Sadly, more often than not, the law of unintended consequences is invoked to explain the perverse result of a seemingly well-intentioned but less-well-considered policy or programme.
In 1985, in the waning months of the Bernard St John administration of the Labour Party, the authorities began to trumpet “deinstitutionalisation” as the new watchword of health care policy. Their presumably benign intention was to release some inmates of the state psychiatric hospital from the bondage of dependence on an institution for food, clothing and shelter.
The then Minister of Health and Social Security Senator O’Brien Trotman sought to persuade the nation of the beneficent wisdom of the new policy, which appeared to follow developments that were begun two decades before when local government authorities in the UK sought to develop community mental health teams and an increased outpatient role.
It was not intended that mental health patients who had become fixtures as chronic inmates of the Psychiatric Hospital would find themselves taking up alternative residence on the streets of the national capital by 1987.
But that indeed is what happened.
It would be easy – all too easy – to ground the alleged horrific acts of a homeless man with mental health issues solely on a 35-year-old shift in public policy. For indeed, there was no promised decentralisation of mental health care although Tamarind House, an outpatients clinic, intended primarily for the newly rising phenomenon of crack cocaine addiction, was hastily stuck onto the southeast corner of the Psychiatric Hospital.

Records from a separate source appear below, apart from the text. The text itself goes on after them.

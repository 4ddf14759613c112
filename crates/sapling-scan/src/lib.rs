//! Trial decryption of Sapling outputs for light clients
//!
//! Wraps `sapling-core` note decryption with the pieces a scanner needs:
//! compact (52-byte) trial decryption, ZIP-212 enforcement by block height
//! and a bounded thread pool for batches.

#![forbid(unsafe_code)]
#![warn(missing_docs)]

pub mod compact;
pub mod error;
pub mod scanner;

pub use compact::{try_decrypt_compact_output, CompactNote, CompactOutput};
pub use error::{Error, Result};
pub use scanner::{ScanConfig, ScannedNote, Scanner};
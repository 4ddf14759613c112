//! Property-based tests for sapling-core
//!
//! Uses proptest to verify invariants across randomized inputs

use sapling_core::constants::{EXTENDED_FVK_SIZE, FULL_VIEWING_KEY_SIZE, OUTPUT_DESCRIPTION_SIZE};
use sapling_core::test_vectors::{bytes, NOTE_IVK, NOTE_VECTORS};
use sapling_core::{
    derive_ivk, diversify_hash, Diversifier, Error, ExtendedFullViewingKey, IncomingViewingKey,
    NetworkType, OutputDescription, PaymentAddress, SaplingContext, ViewingKey,
};
use proptest::prelude::*;
use std::sync::Once;

static TRACING: Once = Once::new();

fn init_tracing() {
    TRACING.call_once(|| {
        let _ = tracing_subscriber::fmt()
            .with_env_filter(tracing_subscriber::EnvFilter::from_default_env())
            .with_test_writer()
            .try_init();
    });
}

// ============================================================================
// Property Test Strategies
// ============================================================================

fn bytes32() -> impl Strategy<Value = [u8; 32]> {
    prop::array::uniform32(any::<u8>())
}

fn diversifier_strategy() -> impl Strategy<Value = [u8; 11]> {
    prop::array::uniform11(any::<u8>())
}

/// Lengths near, but never equal to, `size`
fn wrong_length(size: usize) -> impl Strategy<Value = usize> {
    (0..size * 2).prop_filter("must differ from the fixed size", move |len| *len != size)
}

// ============================================================================
// Key Derivation Properties
// ============================================================================

proptest! {
    #![proptest_config(ProptestConfig::with_cases(64))]

    /// Property: ivk is deterministic and fits in 251 bits
    #[test]
    fn prop_ivk_deterministic_and_truncated(ak in bytes32(), nk in bytes32()) {
        let ivk1 = derive_ivk(&ak, &nk);
        let ivk2 = derive_ivk(&ak, &nk);
        prop_assert_eq!(ivk1, ivk2);
        prop_assert_eq!(ivk1[31] & 0xf8, 0);

        // Always a canonical scalar
        prop_assert!(IncomingViewingKey::from_bytes(&ivk1).is_ok());
    }

    /// Property: diversify hash yields a prime-order point or reports exhaustion
    #[test]
    fn prop_diversify_hash_prime_order(d in diversifier_strategy()) {
        init_tracing();
        match diversify_hash(&d) {
            Ok(g_d) => {
                prop_assert!(!bool::from(g_d.is_identity()));
                prop_assert!(bool::from(g_d.is_torsion_free()));
            }
            Err(e) => prop_assert_eq!(e, Error::GroupHashExhausted),
        }
    }
}

// ============================================================================
// Address Properties
// ============================================================================

proptest! {
    #![proptest_config(ProptestConfig::with_cases(32))]

    /// Property: derived addresses survive the raw and Bech32 encodings
    #[test]
    fn prop_address_round_trip(ak in bytes32(), nk in bytes32(), d in diversifier_strategy()) {
        let ivk = IncomingViewingKey::derive(&ak, &nk);
        prop_assume!(ivk.to_bytes() != [0u8; 32]);

        if let Ok(address) = ivk.to_payment_address(Diversifier(d)) {
            let raw = PaymentAddress::from_bytes(&address.to_bytes()).unwrap();
            prop_assert_eq!(&raw, &address);

            let encoded = address.encode(NetworkType::Testnet).unwrap();
            let (decoded, network) = PaymentAddress::decode_any_network(&encoded).unwrap();
            prop_assert_eq!(network, NetworkType::Testnet);
            prop_assert_eq!(decoded, address);
        }
    }
}

// ============================================================================
// Viewing Key Codec Properties
// ============================================================================

proptest! {
    /// Property: any 96 bytes parse and serialize back unchanged
    #[test]
    fn prop_viewing_key_round_trip(raw in prop::collection::vec(any::<u8>(), FULL_VIEWING_KEY_SIZE)) {
        let key = ViewingKey::from_bytes(&raw).unwrap();
        prop_assert_eq!(key.to_bytes().to_vec(), raw);
    }

    /// Property: any other length is malformed
    #[test]
    fn prop_viewing_key_wrong_length(len in wrong_length(FULL_VIEWING_KEY_SIZE)) {
        let raw = vec![0u8; len];
        prop_assert!(matches!(ViewingKey::from_bytes(&raw), Err(Error::MalformedInput(_))));
    }

    /// Property: extended keys round trip through bytes and Bech32
    #[test]
    fn prop_extended_fvk_round_trip(raw in prop::collection::vec(any::<u8>(), EXTENDED_FVK_SIZE)) {
        let key = ExtendedFullViewingKey::from_bytes(&raw).unwrap();
        prop_assert_eq!(key.to_bytes(), raw);

        let encoded = key.encode(NetworkType::Mainnet).unwrap();
        prop_assert_eq!(ExtendedFullViewingKey::decode(NetworkType::Mainnet, &encoded).unwrap(), key);
    }

    #[test]
    fn prop_extended_fvk_wrong_length(len in wrong_length(EXTENDED_FVK_SIZE)) {
        let raw = vec![0u8; len];
        prop_assert!(matches!(
            ExtendedFullViewingKey::from_bytes(&raw),
            Err(Error::MalformedInput(_))
        ));
    }
}

// ============================================================================
// Output Description Properties
// ============================================================================

proptest! {
    /// Property: parsing is a bijection on 948-byte inputs
    #[test]
    fn prop_output_description_bijection(
        raw in prop::collection::vec(any::<u8>(), OUTPUT_DESCRIPTION_SIZE)
    ) {
        let output = OutputDescription::from_bytes(&raw).unwrap();
        prop_assert_eq!(output.to_bytes(), raw);
    }

    #[test]
    fn prop_output_description_wrong_length(len in wrong_length(OUTPUT_DESCRIPTION_SIZE)) {
        let raw = vec![0u8; len];
        prop_assert!(matches!(
            OutputDescription::from_bytes(&raw),
            Err(Error::MalformedInput(_))
        ));
    }
}

// ============================================================================
// Note Decryption Properties
// ============================================================================

proptest! {
    #![proptest_config(ProptestConfig::with_cases(32))]

    /// Property: any single-byte change to the ciphertext fails authentication
    #[test]
    fn prop_ciphertext_tamper_detected(
        vector in 0usize..NOTE_VECTORS.len(),
        position in 0usize..580,
        mask in 1u8..=255
    ) {
        init_tracing();
        let ctx = SaplingContext::with_defaults().unwrap();
        let ivk = IncomingViewingKey::from_bytes(&bytes(NOTE_IVK)).unwrap();
        let raw = hex::decode(NOTE_VECTORS[vector].output).unwrap();

        let mut output = OutputDescription::from_bytes(&raw).unwrap();
        output.enc_ciphertext[position] ^= mask;
        prop_assert_eq!(output.decrypt(&ctx, &ivk), Err(Error::DecryptionFailure));
    }
}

What, however, is evinced by our shameful ignorance of, and prejudice against, the mentally ill is the stereotype of the growing numbers of people, mostly but not exclusively men, sleeping rough in Independence Square, Heroes Square and other nooks and crannies of our capital city, or pushing their earthly belongings in shopping carts, or yelling obscenities or scripture at passersby, or relieving themselves wherever they can find relief or begging for alms.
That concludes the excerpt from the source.